Beginning with the first line, please repeat the entries exactly and end on the line that contains "pub struct NodeConfig".
--- Data supplied Enclosed Below ---
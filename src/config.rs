use anyhow::{anyhow, Result};
use serde::{Deserialize, Serialize};
use std::net::SocketAddr;
use std::path::Path;
use std::time::Duration;
use tokio::fs;

use crate::abi::{EncodeOptions, FixedBytesInput, FunctionLookup};

#[derive(Debug, Clone, Serialize, Deserialize)]
pub struct Config {
    #[serde(default)]
    pub server: ServerConfig,
    #[serde(default)]
    pub node: NodeConfig,
    #[serde(default)]
    pub codec: CodecConfig,
}

#[derive(Debug, Clone, Serialize, Deserialize)]
pub struct ServerConfig {
    pub listen_addr: SocketAddr,
    pub max_body_size: usize,
    pub enable_cors: bool,
}

#[derive(Debug, Clone, Serialize, Deserialize)]
pub struct NodeConfig {
    /// Used when a request carries no `X-Node-Address` header
    pub default_rpc_url: String,
    pub request_timeout_secs: u64,
    pub default_gas_limit: u64,
    /// Used for signing when the node reports a chain id of zero
    pub default_chain_id: u64,
    pub max_blocks_per_request: u64,
    /// Providers kept for distinct node addresses, least recently used evicted first
    #[serde(default = "default_max_cached_providers")]
    pub max_cached_providers: usize,
}

fn default_max_cached_providers() -> usize {
    16
}

#[derive(Debug, Clone, Default, Serialize, Deserialize)]
pub struct CodecConfig {
    #[serde(default)]
    pub fixed_bytes_input: FixedBytesInput,
    #[serde(default)]
    pub function_lookup: FunctionLookup,
}

impl Default for Config {
    fn default() -> Self {
        Self {
            server: ServerConfig::default(),
            node: NodeConfig::default(),
            codec: CodecConfig::default(),
        }
    }
}

impl Default for ServerConfig {
    fn default() -> Self {
        Self {
            listen_addr: SocketAddr::from(([0, 0, 0, 0], 8080)),
            max_body_size: 10 * 1024 * 1024, // 10MB
            enable_cors: true,
        }
    }
}

impl Default for NodeConfig {
    fn default() -> Self {
        Self {
            default_rpc_url: "http://localhost:8545".to_string(),
            request_timeout_secs: 30,
            default_gas_limit: 100_000,
            default_chain_id: 1,
            max_blocks_per_request: 50,
            max_cached_providers: default_max_cached_providers(),
        }
    }
}

impl NodeConfig {
    pub fn request_timeout(&self) -> Duration {
        Duration::from_secs(self.request_timeout_secs)
    }
}

impl CodecConfig {
    pub fn encode_options(&self) -> EncodeOptions {
        EncodeOptions {
            fixed_bytes_input: self.fixed_bytes_input,
            function_lookup: self.function_lookup,
        }
    }
}

impl Config {
    /// Load configuration from a TOML file
    pub async fn load_from_file<P: AsRef<Path>>(path: P) -> Result<Self> {
        let path = path.as_ref();
        let content = fs::read_to_string(path)
            .await
            .map_err(|e| anyhow!("Failed to read config file {:?}: {}", path, e))?;

        let config: Config = toml::from_str(&content)
            .map_err(|e| anyhow!("Failed to parse config file {:?}: {}", path, e))?;

        Ok(config)
    }

    /// Save configuration to a TOML file
    pub async fn save_to_file<P: AsRef<Path>>(&self, path: P) -> Result<()> {
        let path = path.as_ref();
        let content = toml::to_string_pretty(self)
            .map_err(|e| anyhow!("Failed to serialize config: {}", e))?;

        if let Some(parent) = path.parent() {
            if !parent.exists() {
                fs::create_dir_all(parent).await.map_err(|e| {
                    anyhow!("Failed to create config directory {:?}: {}", parent, e)
                })?;
            }
        }

        fs::write(path, content)
            .await
            .map_err(|e| anyhow!("Failed to write config file {:?}: {}", path, e))?;

        Ok(())
    }

    /// Load configuration with fallback to default
    pub async fn load_or_default<P: AsRef<Path>>(path: Option<P>) -> Self {
        let mut config = match path {
            Some(path) => match Self::load_from_file(path).await {
                Ok(config) => {
                    tracing::info!("Loaded configuration from file");
                    config
                }
                Err(e) => {
                    tracing::warn!("Failed to load config file, using defaults: {}", e);
                    Self::default()
                }
            },
            None => Self::default(),
        };

        config.apply_env_vars();
        config
    }

    /// Apply environment variable overrides to configuration
    fn apply_env_vars(&mut self) {
        if let Ok(url) = std::env::var("GATEWAY_NODE_URL") {
            tracing::info!("Using GATEWAY_NODE_URL environment variable as default node");
            self.node.default_rpc_url = url;
        }

        if let Ok(addr) = std::env::var("GATEWAY_LISTEN_ADDR") {
            match addr.parse() {
                Ok(addr) => self.server.listen_addr = addr,
                Err(e) => tracing::warn!("Ignoring invalid GATEWAY_LISTEN_ADDR '{}': {}", addr, e),
            }
        }
    }

    /// Get default config file path
    pub fn default_config_path() -> Result<std::path::PathBuf> {
        let config_dir =
            dirs::config_dir().ok_or_else(|| anyhow!("Could not determine config directory"))?;
        Ok(config_dir.join("chain-gateway").join("config.toml"))
    }

    /// Generate a sample configuration file
    pub fn generate_sample() -> String {
        let sample_config = r#"# Chain Gateway Configuration File

[server]
listen_addr = "0.0.0.0:8080"
max_body_size = 10485760  # 10MB
enable_cors = true

[node]
# JSON-RPC endpoint used when a request has no X-Node-Address header
default_rpc_url = "http://localhost:8545"
request_timeout_secs = 30
default_gas_limit = 100000
default_chain_id = 1
max_blocks_per_request = 50
max_cached_providers = 16

[codec]
# How string arguments for bytesN parameters are converted:
#   "raw" copies the UTF-8 bytes of the string, "hex" decodes it as hex
fixed_bytes_input = "raw"
# "exact_then_substring", "exact" or "substring"
function_lookup = "exact_then_substring"

# Environment variables that can be used:
# GATEWAY_NODE_URL - overrides node.default_rpc_url
# GATEWAY_LISTEN_ADDR - overrides server.listen_addr
"#;
        sample_config.to_string()
    }
}

#[cfg(test)]
mod tests {
    use super::*;
    use tempfile::tempdir;

    #[test]
    fn test_sample_config_parses() {
        let config: Config = toml::from_str(&Config::generate_sample()).unwrap();
        assert_eq!(config.server.listen_addr.port(), 8080);
        assert_eq!(config.node.default_rpc_url, "http://localhost:8545");
        assert_eq!(config.node.request_timeout(), Duration::from_secs(30));
        assert_eq!(config.codec.fixed_bytes_input, FixedBytesInput::Raw);
        assert_eq!(config.codec.function_lookup, FunctionLookup::ExactThenSubstring);
        assert_eq!(config.node.max_cached_providers, 16);
    }

    #[test]
    fn test_node_section_without_cache_size() {
        let config: Config = toml::from_str(
            r#"
            [node]
            default_rpc_url = "http://node.internal:8545"
            request_timeout_secs = 10
            default_gas_limit = 50000
            default_chain_id = 5
            max_blocks_per_request = 20
            "#,
        )
        .unwrap();
        assert_eq!(config.node.max_cached_providers, 16);
        assert_eq!(config.node.default_chain_id, 5);
    }

    #[test]
    fn test_partial_config_uses_defaults() {
        let config: Config = toml::from_str(
            r#"
            [codec]
            fixed_bytes_input = "hex"
            function_lookup = "exact"
            "#,
        )
        .unwrap();
        assert_eq!(config.node.default_gas_limit, 100_000);
        assert!(config.server.enable_cors);
        let options = config.codec.encode_options();
        assert_eq!(options.fixed_bytes_input, FixedBytesInput::Hex);
        assert_eq!(options.function_lookup, FunctionLookup::Exact);
    }

    #[tokio::test]
    async fn test_save_and_load_round_trip() {
        let temp_dir = tempdir().unwrap();
        let path = temp_dir.path().join("nested").join("config.toml");

        let mut config = Config::default();
        config.node.default_rpc_url = "http://node.internal:8545".to_string();
        config.node.max_blocks_per_request = 10;
        config.save_to_file(&path).await.unwrap();

        let loaded = Config::load_from_file(&path).await.unwrap();
        assert_eq!(loaded.node.default_rpc_url, "http://node.internal:8545");
        assert_eq!(loaded.node.max_blocks_per_request, 10);
    }

    #[tokio::test]
    async fn test_missing_file_falls_back_to_defaults() {
        let temp_dir = tempdir().unwrap();
        let path = temp_dir.path().join("absent.toml");
        let config = Config::load_or_default(Some(&path)).await;
        assert_eq!(config.server.max_body_size, 10 * 1024 * 1024);
    }
}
--- End of Enclosed Data supplied ---
[Answer]:
filename src/config.rs
use anyhow::{anyhow, Result};
use serde::{Deserialize, Serialize};
use std::net::SocketAddr;
use std::path::Path;
use std::time::Duration;
use tokio::fs;

use crate::abi::{EncodeOptions, FixedBytesInput, FunctionLookup};

#[derive(Debug, Clone, Serialize, Deserialize)]
pub struct Config {
    #[serde(default)]
    pub server: ServerConfig,
    #[serde(default)]
    pub node: NodeConfig,
    #[serde(default)]
    pub codec: CodecConfig,
}

#[derive(Debug, Clone, Serialize, Deserialize)]
pub struct ServerConfig {
    pub listen_addr: SocketAddr,
    pub max_body_size: usize,
    pub enable_cors: bool,
}

#[derive(Debug, Clone, Serialize, Deserialize)]
pub struct NodeConfig {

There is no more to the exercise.